Description of the task => Only a number is wanted: how many lines in the records below contain "contains"?

Records provided =>
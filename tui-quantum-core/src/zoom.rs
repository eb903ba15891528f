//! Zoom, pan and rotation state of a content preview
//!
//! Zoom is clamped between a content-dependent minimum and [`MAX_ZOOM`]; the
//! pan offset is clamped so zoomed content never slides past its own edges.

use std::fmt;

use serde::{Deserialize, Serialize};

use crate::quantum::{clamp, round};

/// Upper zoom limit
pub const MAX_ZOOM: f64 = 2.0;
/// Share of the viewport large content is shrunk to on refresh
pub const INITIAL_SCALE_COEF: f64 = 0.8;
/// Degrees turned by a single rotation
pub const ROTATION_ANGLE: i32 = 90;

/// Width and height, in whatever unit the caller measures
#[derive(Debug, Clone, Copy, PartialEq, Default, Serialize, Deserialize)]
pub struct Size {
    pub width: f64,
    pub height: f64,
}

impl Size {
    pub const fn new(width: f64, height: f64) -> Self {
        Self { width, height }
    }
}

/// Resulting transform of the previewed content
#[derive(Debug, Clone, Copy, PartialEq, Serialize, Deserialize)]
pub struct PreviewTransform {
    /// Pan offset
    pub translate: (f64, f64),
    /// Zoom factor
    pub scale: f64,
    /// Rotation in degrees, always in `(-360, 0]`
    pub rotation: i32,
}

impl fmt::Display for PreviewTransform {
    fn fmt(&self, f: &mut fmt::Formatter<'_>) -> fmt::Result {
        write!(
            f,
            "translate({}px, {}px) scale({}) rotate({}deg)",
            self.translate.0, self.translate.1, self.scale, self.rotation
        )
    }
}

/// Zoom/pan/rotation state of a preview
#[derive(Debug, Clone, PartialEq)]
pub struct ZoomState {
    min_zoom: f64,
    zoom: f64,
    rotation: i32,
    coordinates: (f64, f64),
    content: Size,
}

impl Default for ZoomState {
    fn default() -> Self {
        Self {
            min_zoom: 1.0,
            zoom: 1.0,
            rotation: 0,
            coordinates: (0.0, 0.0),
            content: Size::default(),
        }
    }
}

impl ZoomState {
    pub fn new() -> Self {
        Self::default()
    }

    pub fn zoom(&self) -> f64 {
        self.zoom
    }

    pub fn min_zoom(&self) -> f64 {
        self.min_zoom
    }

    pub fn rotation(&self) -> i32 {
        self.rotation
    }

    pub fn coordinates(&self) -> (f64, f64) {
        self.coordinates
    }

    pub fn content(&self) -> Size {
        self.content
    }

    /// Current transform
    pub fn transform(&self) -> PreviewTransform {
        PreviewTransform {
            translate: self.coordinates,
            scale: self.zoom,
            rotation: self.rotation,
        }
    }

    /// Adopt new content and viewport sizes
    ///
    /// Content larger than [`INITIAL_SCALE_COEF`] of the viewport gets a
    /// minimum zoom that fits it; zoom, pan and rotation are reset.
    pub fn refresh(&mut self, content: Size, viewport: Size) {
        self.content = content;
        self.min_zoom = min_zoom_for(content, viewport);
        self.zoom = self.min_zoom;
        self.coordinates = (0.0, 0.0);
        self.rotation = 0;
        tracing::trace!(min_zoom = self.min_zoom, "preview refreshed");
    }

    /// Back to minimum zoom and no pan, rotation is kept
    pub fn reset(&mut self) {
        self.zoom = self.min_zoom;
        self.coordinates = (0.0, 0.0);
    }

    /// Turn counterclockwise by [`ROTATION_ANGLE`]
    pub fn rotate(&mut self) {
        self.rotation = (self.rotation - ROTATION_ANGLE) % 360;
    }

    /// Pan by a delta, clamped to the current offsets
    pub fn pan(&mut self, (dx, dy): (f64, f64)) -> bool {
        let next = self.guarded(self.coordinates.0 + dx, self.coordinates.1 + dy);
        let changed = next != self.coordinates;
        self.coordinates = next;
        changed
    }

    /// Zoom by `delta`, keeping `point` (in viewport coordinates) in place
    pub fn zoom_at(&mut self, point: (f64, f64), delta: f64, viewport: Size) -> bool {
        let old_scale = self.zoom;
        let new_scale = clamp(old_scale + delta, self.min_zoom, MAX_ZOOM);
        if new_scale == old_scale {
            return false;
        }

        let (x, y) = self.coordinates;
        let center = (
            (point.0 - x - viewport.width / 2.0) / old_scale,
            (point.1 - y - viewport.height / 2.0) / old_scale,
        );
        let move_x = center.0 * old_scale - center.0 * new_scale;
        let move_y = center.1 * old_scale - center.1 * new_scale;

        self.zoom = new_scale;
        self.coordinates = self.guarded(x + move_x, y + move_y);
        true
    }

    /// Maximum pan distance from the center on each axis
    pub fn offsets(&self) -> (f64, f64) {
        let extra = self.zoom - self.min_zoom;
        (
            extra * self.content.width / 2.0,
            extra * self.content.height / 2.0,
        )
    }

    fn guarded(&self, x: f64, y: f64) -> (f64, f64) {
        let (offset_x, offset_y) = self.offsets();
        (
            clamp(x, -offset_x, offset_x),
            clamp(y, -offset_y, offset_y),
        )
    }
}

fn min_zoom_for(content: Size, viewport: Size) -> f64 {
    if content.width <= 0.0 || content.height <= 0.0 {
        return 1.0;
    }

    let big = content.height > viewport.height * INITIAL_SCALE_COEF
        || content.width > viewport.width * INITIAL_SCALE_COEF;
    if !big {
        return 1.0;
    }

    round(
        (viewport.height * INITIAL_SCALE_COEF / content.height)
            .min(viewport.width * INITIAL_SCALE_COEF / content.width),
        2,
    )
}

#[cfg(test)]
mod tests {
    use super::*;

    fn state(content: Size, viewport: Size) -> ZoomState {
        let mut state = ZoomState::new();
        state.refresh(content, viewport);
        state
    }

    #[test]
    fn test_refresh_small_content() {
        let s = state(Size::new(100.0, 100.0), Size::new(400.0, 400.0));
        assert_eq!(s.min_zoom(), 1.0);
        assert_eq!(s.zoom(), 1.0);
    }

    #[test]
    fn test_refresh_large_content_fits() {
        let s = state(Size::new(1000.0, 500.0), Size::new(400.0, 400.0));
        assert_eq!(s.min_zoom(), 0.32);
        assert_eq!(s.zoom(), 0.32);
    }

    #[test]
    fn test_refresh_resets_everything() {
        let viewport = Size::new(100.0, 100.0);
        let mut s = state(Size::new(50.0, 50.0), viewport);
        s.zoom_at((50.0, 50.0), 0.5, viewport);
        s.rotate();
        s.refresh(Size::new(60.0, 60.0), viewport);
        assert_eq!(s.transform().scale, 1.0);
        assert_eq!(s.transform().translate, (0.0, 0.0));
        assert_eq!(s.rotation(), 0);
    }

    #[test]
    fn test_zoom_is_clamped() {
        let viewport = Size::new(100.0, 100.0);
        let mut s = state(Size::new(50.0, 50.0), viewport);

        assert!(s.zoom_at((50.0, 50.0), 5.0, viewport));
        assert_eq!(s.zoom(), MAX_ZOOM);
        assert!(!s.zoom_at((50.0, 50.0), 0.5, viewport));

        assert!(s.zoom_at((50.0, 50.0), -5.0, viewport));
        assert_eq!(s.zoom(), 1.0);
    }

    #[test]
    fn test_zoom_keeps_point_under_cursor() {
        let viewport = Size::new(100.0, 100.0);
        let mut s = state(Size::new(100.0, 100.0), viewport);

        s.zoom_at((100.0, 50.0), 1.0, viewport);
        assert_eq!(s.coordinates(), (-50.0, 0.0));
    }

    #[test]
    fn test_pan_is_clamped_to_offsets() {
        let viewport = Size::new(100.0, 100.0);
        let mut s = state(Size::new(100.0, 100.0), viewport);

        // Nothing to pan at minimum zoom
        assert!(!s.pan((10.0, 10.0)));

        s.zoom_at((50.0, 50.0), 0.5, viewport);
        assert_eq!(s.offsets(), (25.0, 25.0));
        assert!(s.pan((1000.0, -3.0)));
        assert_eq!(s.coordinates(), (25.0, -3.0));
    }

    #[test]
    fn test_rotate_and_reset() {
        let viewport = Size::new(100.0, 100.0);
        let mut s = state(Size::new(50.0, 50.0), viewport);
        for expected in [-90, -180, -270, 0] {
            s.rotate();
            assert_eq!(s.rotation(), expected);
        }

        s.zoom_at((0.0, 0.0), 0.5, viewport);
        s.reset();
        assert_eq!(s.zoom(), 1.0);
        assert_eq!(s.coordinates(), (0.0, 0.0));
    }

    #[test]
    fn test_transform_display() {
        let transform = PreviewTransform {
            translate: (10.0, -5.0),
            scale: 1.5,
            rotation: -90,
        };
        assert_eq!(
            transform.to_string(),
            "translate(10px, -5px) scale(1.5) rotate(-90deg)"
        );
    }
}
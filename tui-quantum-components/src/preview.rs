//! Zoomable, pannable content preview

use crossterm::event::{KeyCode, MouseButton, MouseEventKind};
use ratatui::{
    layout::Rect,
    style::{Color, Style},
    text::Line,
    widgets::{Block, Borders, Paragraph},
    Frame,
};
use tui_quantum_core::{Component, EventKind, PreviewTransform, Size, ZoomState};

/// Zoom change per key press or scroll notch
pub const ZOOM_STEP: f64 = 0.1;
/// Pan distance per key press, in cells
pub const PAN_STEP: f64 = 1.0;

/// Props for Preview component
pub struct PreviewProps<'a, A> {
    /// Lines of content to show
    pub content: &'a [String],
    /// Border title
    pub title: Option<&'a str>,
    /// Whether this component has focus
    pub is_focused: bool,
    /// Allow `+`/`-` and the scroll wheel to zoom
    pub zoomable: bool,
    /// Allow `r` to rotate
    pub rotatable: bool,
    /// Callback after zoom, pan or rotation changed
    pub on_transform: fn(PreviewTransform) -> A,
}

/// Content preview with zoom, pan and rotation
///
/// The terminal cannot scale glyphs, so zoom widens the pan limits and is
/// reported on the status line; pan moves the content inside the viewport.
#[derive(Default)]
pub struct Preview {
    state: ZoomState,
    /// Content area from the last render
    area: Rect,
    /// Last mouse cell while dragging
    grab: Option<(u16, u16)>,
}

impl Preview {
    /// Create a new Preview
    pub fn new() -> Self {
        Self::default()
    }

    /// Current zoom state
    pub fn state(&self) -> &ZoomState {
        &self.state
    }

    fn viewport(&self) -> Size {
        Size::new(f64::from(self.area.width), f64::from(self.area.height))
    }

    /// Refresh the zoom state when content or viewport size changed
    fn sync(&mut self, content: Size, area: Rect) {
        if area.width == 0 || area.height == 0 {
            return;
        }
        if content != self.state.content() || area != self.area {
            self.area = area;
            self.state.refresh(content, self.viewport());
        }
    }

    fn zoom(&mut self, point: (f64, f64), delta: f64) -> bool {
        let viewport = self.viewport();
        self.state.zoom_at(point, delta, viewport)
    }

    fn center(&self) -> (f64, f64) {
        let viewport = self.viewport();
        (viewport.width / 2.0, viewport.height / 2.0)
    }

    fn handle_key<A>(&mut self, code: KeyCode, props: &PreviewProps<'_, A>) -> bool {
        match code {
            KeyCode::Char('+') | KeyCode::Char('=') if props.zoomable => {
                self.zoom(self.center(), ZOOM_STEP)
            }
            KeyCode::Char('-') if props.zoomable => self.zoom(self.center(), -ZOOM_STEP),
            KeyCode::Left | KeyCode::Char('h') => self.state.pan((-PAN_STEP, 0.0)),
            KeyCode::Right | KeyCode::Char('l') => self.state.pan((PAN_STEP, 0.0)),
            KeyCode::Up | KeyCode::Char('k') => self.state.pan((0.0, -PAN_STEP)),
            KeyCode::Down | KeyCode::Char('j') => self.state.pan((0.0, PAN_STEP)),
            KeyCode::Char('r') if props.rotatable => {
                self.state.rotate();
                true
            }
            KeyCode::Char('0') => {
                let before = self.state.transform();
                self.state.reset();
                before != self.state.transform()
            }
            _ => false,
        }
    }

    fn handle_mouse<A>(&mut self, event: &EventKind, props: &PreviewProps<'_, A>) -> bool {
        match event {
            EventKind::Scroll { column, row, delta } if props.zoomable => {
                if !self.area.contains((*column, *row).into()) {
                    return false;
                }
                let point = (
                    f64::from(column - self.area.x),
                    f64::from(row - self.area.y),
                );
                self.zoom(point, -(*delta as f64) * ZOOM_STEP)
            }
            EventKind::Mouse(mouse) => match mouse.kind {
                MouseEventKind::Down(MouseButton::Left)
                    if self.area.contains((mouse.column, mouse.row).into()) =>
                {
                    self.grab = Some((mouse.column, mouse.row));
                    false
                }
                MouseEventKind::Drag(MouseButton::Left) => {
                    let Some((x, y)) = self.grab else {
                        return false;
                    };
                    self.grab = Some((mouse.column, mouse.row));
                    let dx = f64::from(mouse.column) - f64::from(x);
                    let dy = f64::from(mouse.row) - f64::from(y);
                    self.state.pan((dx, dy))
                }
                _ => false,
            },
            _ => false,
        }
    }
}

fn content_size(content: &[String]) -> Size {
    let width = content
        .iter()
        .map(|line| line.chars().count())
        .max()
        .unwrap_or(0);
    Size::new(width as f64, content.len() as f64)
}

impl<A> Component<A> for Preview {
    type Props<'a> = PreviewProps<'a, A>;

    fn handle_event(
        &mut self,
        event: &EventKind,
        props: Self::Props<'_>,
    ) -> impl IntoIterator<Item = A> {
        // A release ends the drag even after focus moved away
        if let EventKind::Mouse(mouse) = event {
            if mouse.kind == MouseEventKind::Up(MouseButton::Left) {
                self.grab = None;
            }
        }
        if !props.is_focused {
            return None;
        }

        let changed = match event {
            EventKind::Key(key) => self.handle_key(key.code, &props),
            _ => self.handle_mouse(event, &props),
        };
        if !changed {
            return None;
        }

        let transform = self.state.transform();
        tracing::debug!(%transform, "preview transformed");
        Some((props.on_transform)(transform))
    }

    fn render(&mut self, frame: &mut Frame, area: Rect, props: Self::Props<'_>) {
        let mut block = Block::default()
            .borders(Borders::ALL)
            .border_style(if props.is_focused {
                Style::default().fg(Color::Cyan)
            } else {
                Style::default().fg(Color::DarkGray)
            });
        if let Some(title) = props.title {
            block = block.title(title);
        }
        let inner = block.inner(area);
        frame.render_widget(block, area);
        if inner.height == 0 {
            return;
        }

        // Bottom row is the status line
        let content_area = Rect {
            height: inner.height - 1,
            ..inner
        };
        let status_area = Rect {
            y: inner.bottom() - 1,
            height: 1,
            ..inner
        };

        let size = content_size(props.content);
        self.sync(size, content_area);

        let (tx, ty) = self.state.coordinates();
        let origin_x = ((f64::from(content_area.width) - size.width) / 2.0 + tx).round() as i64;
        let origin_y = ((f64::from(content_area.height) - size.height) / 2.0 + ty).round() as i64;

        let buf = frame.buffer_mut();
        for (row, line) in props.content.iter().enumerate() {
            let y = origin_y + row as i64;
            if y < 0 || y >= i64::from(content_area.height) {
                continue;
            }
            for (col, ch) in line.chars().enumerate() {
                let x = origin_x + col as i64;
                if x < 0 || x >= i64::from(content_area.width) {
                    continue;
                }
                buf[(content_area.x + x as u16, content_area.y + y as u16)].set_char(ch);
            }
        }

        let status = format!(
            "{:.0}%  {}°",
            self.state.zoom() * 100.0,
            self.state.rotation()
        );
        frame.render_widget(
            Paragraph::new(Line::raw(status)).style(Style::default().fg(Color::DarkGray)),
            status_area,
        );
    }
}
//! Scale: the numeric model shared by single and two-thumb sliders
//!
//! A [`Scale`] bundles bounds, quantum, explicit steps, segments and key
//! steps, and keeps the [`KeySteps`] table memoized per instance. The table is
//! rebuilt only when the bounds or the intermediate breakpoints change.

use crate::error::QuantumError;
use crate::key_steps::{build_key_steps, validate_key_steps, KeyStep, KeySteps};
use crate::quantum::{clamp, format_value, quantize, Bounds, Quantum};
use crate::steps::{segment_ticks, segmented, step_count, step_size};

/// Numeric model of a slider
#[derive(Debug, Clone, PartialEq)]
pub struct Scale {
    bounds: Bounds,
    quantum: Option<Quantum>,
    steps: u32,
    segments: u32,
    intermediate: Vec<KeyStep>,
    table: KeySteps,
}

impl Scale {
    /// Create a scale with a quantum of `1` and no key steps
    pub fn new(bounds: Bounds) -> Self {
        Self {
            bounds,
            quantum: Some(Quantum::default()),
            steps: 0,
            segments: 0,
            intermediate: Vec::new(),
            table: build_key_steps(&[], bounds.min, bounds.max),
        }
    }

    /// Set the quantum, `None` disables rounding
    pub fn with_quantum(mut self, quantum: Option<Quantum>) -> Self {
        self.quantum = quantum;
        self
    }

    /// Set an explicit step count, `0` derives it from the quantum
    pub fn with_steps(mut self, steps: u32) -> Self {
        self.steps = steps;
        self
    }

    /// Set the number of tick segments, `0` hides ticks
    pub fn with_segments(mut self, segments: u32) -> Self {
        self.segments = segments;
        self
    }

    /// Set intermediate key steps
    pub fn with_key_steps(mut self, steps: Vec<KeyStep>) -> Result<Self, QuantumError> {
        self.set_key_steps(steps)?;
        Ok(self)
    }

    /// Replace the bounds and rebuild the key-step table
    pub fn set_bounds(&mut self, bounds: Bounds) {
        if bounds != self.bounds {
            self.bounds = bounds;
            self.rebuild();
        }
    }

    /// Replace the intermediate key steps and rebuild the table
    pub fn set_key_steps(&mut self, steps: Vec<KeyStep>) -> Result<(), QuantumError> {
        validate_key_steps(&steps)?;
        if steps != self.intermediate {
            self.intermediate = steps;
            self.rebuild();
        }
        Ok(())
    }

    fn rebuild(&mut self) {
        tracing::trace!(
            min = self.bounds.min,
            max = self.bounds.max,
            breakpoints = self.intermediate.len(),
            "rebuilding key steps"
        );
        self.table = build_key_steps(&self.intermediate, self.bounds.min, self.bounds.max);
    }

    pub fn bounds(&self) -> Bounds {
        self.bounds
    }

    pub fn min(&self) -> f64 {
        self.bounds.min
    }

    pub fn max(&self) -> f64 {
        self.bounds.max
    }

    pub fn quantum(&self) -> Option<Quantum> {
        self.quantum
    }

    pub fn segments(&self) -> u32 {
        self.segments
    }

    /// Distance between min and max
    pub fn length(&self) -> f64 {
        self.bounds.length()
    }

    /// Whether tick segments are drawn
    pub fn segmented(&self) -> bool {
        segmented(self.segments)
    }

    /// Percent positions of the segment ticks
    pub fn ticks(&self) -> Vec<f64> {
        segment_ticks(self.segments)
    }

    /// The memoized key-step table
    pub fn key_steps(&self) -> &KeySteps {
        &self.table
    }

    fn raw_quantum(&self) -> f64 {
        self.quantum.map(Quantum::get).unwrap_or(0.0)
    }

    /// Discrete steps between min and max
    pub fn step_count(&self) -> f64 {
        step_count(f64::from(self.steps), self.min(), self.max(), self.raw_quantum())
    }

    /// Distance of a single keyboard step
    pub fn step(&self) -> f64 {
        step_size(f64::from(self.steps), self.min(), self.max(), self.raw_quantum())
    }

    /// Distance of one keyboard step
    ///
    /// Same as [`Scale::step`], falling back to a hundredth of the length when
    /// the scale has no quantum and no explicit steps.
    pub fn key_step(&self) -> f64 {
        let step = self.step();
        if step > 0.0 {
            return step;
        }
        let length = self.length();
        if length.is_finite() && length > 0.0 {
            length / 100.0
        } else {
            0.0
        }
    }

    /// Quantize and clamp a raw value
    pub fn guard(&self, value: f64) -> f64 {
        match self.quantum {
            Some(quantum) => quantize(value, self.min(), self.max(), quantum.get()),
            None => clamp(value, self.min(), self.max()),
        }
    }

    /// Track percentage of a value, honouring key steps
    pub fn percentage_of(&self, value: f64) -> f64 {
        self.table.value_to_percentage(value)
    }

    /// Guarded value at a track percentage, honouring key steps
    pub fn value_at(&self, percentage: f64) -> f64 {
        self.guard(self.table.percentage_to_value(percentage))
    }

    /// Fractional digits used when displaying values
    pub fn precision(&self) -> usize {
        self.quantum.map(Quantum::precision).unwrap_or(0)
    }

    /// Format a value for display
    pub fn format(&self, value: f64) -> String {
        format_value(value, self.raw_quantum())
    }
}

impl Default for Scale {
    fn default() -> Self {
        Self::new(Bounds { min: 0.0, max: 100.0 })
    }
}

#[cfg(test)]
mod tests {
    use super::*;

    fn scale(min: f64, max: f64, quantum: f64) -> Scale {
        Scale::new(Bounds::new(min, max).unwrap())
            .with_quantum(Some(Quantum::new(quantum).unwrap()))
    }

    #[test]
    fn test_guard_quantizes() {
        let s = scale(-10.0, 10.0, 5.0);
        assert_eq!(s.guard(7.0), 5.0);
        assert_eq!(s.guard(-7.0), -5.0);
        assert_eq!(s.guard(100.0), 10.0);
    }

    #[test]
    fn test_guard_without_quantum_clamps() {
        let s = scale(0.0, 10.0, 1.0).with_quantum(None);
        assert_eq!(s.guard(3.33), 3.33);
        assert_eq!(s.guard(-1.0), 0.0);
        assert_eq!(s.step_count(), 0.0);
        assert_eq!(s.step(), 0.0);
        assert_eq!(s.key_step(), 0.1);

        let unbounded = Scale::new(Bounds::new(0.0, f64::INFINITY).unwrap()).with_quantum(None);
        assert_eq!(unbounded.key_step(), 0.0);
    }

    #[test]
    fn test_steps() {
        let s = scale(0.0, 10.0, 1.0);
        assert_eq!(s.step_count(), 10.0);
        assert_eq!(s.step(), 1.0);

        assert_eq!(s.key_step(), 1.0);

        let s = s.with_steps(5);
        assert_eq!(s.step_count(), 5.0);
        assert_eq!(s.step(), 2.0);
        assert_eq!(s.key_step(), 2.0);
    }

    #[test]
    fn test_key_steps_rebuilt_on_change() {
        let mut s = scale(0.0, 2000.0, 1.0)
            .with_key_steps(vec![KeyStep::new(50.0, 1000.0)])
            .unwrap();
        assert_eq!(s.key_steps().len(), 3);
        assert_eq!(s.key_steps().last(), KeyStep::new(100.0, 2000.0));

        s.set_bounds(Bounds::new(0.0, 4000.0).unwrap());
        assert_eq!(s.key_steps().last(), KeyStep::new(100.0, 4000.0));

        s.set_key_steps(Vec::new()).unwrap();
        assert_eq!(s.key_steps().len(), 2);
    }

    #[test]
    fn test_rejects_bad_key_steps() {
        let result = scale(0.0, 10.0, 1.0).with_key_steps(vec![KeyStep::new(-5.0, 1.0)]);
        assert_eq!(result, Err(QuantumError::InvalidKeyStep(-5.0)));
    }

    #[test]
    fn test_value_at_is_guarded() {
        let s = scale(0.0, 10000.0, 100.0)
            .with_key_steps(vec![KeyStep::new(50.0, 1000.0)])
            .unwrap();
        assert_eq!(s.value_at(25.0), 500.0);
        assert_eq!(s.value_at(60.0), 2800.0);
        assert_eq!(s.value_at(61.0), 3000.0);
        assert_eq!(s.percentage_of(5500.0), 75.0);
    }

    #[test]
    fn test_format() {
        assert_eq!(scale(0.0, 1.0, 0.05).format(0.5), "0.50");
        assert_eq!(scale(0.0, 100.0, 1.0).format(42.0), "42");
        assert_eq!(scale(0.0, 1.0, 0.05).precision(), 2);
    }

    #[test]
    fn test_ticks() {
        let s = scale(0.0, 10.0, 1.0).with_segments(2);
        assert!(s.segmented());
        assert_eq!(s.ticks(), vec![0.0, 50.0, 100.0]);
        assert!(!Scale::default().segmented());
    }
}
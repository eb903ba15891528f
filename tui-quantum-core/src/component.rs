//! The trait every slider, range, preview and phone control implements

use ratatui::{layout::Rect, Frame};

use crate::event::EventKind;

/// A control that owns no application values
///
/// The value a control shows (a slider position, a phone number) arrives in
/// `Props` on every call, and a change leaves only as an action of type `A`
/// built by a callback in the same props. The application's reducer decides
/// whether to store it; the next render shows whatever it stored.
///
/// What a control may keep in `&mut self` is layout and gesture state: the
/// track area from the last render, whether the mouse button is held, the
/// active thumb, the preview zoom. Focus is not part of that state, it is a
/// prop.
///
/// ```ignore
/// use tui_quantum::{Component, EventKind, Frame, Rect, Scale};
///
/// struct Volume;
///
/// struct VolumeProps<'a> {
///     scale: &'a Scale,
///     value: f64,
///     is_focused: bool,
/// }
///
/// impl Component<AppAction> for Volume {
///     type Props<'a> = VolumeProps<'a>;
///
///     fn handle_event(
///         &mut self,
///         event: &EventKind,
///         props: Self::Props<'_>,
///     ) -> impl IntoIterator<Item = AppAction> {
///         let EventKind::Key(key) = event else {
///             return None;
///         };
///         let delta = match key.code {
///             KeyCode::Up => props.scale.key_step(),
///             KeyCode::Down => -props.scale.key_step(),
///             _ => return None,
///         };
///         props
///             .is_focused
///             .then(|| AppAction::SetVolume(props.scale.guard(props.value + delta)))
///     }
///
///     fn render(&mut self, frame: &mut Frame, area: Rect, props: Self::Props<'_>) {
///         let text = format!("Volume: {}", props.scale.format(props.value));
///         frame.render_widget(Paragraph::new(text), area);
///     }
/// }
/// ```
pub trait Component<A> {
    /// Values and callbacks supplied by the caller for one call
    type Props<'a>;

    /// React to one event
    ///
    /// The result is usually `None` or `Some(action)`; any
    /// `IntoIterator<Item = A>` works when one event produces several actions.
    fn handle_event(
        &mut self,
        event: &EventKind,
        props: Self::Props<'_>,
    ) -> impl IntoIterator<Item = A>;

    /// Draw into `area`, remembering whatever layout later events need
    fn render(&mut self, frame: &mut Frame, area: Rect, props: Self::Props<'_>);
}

Output for this exercise => 2